Below is a listing. Copy each line of it that holds the word "UploadReceipt".

DATA IN THIS EXERCISE START

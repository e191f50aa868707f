//! File upload service: capacity check, naming, write, accounting, eviction.

use std::sync::Arc;

use bytes::Bytes;
use serde::Serialize;
use tracing::{debug, info, warn};

use filedrop_core::config::StorageConfig;
use filedrop_core::error::{AppError, ErrorKind};
use filedrop_core::traits::storage::StorageProvider;
use filedrop_core::types::format_size;
use filedrop_storage::{EvictionPolicy, EvictionReport, NameResolver, UsageTracker, secure_filename};

use crate::context::RequestContext;

/// Message shown when a request exceeds the single-upload limit.
pub fn upload_limit_message(config: &StorageConfig) -> String {
    format!(
        "The maximum allowed file size is {} Mb.",
        config.max_upload_size_mb()
    )
}

/// Upload parameters (single request with full file body).
#[derive(Debug, Clone)]
pub struct UploadParams {
    /// File name as sent by the client, before sanitization.
    pub file_name: String,
    /// File content bytes.
    pub data: Bytes,
}

/// Result of a stored upload.
#[derive(Debug, Clone, Serialize)]
pub struct UploadReceipt {
    /// Name the file was stored under.
    pub file_name: String,
    /// Size of the stored file in bytes.
    pub size_bytes: u64,
    /// Public download URL.
    pub url: String,
    /// Eviction pass run after the write, if auto-delete is enabled.
    pub eviction: Option<EvictionReport>,
}

/// Handles anonymous single-request uploads.
#[derive(Clone)]
pub struct UploadService {
    /// Store uploads are written to.
    provider: Arc<dyn StorageProvider>,
    /// Usage counter.
    usage: Arc<UsageTracker>,
    /// Post-upload eviction.
    eviction: Arc<EvictionPolicy>,
    /// Collision-free naming.
    resolver: NameResolver,
    /// Storage configuration.
    config: StorageConfig,
}

impl std::fmt::Debug for UploadService {
    fn fmt(&self, f: &mut std::fmt::Formatter<'_>) -> std::fmt::Result {
        f.debug_struct("UploadService")
            .field("quota_bytes", &self.config.quota_bytes)
            .finish()
    }
}

impl UploadService {
    /// Creates a new upload service.
    pub fn new(
        provider: Arc<dyn StorageProvider>,
        usage: Arc<UsageTracker>,
        eviction: Arc<EvictionPolicy>,
        config: StorageConfig,
    ) -> Self {
        let resolver = NameResolver::new(Arc::clone(&provider), config.name_token_length);
        Self {
            provider,
            usage,
            eviction,
            resolver,
            config,
        }
    }

    /// Stores an upload and returns its public URL.
    ///
    /// Fails with `Validation` when the name sanitizes to nothing,
    /// `PayloadTooLarge` over the single-upload limit, and
    /// `CapacityExceeded` when the quota would be exceeded. None of those
    /// touch the disk or the usage counter. A name claimed by a concurrent
    /// upload between resolution and write gets one suffixed retry. Only the
    /// write itself can fail with a storage error.
    pub async fn upload(
        &self,
        ctx: &RequestContext,
        params: UploadParams,
    ) -> Result<UploadReceipt, AppError> {
        let file_name = secure_filename(&params.file_name);
        if file_name.is_empty() {
            return Err(AppError::validation("No usable file name"));
        }

        let size_bytes = params.data.len() as u64;
        if size_bytes > self.config.max_upload_size_bytes {
            return Err(AppError::payload_too_large(upload_limit_message(
                &self.config,
            )));
        }

        let used = self.usage.get_total(false).await?;
        if used.saturating_add(size_bytes) > self.config.quota_bytes {
            warn!(
                name = %file_name,
                size = size_bytes,
                used_bytes = used,
                quota_bytes = self.config.quota_bytes,
                "Upload rejected, storage full"
            );
            return Err(AppError::capacity_exceeded(format!(
                "Storage full. Cannot upload file ({}).",
                format_size(size_bytes)
            )));
        }

        let mut stored_name = self.resolver.resolve(&file_name).await?;

        match self.provider.write(&stored_name, params.data.clone()).await {
            Ok(()) => {}
            Err(e) if e.is(ErrorKind::Conflict) => {
                // Another upload took the name after it was resolved.
                stored_name = self.resolver.suffixed(&file_name);
                debug!(requested = %file_name, name = %stored_name, "Name claimed concurrently, retrying");
                self.provider.write(&stored_name, params.data).await?;
            }
            Err(e) => return Err(e),
        }
        self.usage.add(size_bytes);

        info!(
            name = %stored_name,
            size = size_bytes,
            "Upload stored"
        );

        let eviction = self.eviction.free_space_if_needed().await;

        Ok(UploadReceipt {
            url: ctx.file_url(&stored_name),
            file_name: stored_name,
            size_bytes,
            eviction,
        })
    }
}
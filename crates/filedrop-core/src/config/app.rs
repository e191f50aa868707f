//! HTTP server configuration.

use serde::{Deserialize, Serialize};

/// HTTP server configuration.
#[derive(Debug, Clone, Serialize, Deserialize)]
pub struct ServerConfig {
    /// Bind address.
    #[serde(default = "default_host")]
    pub host: String,
    /// Bind port.
    #[serde(default = "default_port")]
    pub port: u16,
    /// Always hand out `https` download URLs, e.g. behind a TLS proxy.
    #[serde(default)]
    pub force_https: bool,
    /// Graceful shutdown timeout in seconds.
    #[serde(default = "default_shutdown_grace")]
    pub shutdown_grace_seconds: u64,
}

impl Default for ServerConfig {
    fn default() -> Self {
        Self {
            host: default_host(),
            port: default_port(),
            force_https: false,
            shutdown_grace_seconds: default_shutdown_grace(),
        }
    }
}

impl ServerConfig {
    /// The `host:port` pair the listener binds to.
    pub fn bind_address(&self) -> String {
        format!("{}:{}", self.host, self.port)
    }
}

fn default_host() -> String {
    "0.0.0.0".to_string()
}

fn default_port() -> u16 {
    9418
}

fn default_shutdown_grace() -> u64 {
    30
}
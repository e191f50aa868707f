//! Integration tests for downloads and the health probe.

mod helpers;

use http::StatusCode;

use helpers::{TestApp, link_in};

#[tokio::test]
async fn test_download_uploaded_file_as_attachment() {
    let app = TestApp::new().await;
    let upload = app.upload("notes.txt", b"remember the milk").await;
    let url = link_in(&upload.text());
    let path = url.trim_start_matches("http://localhost:9418");

    let response = app.get(path).await;

    assert_eq!(response.status, StatusCode::OK);
    assert_eq!(
        response.header("content-disposition"),
        Some("attachment; filename=\"notes.txt\"")
    );
    assert_eq!(response.header("content-type"), Some("text/plain"));
    assert_eq!(response.header("content-length"), Some("17"));
    assert_eq!(&response.body[..], b"remember the milk");
}

#[tokio::test]
async fn test_unknown_extension_is_octet_stream() {
    let app = TestApp::new().await;
    app.write_aged("blob.xyz", 4, 0);

    let response = app.get("/blob.xyz").await;

    assert_eq!(response.status, StatusCode::OK);
    assert_eq!(
        response.header("content-type"),
        Some("application/octet-stream")
    );
}

#[tokio::test]
async fn test_missing_file_is_404() {
    let app = TestApp::new().await;

    let response = app.get("/nothing-here.txt").await;

    assert_eq!(response.status, StatusCode::NOT_FOUND);
    assert!(response.text().starts_with("<pre>"));
}

#[tokio::test]
async fn test_nested_path_is_flattened() {
    let app = TestApp::new().await;
    app.write_aged("docs_readme.md", 3, 0);

    let response = app.get("/docs/readme.md").await;

    assert_eq!(response.status, StatusCode::OK);
    assert_eq!(
        response.header("content-disposition"),
        Some("attachment; filename=\"docs_readme.md\"")
    );
}

#[tokio::test]
async fn test_directory_is_not_served() {
    let app = TestApp::new().await;
    std::fs::create_dir(app.root().join("subdir")).unwrap();

    let response = app.get("/subdir").await;

    assert_eq!(response.status, StatusCode::NOT_FOUND);
}

#[tokio::test]
async fn test_download_does_not_touch_accounting() {
    let app = TestApp::new().await;
    app.upload("a.bin", &[7u8; 40]).await;
    let before = app.state.usage.cached();

    for _ in 0..3 {
        assert_eq!(app.get("/a.bin").await.status, StatusCode::OK);
    }

    assert_eq!(app.state.usage.cached(), before);
    assert_eq!(app.stored_files(), vec!["a.bin"]);
}

#[tokio::test]
async fn test_health_reports_storage() {
    let app = TestApp::new().await;
    app.upload("a.bin", &[1u8; 25]).await;

    let response = app.get("/_/health").await;

    assert_eq!(response.status, StatusCode::OK);
    let body = response.json();
    assert_eq!(body["status"], "ok");
    assert_eq!(body["storage"]["provider"], "local");
    assert_eq!(body["storage"]["healthy"], true);
    assert_eq!(body["storage"]["used_bytes"], 25);
    assert_eq!(body["storage"]["quota_bytes"], 1000);
}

DATA IN THIS EXERCISE END

(ANSWER BELOW)
pub struct UploadReceipt {
    ) -> Result<UploadReceipt, AppError> {
        Ok(UploadReceipt {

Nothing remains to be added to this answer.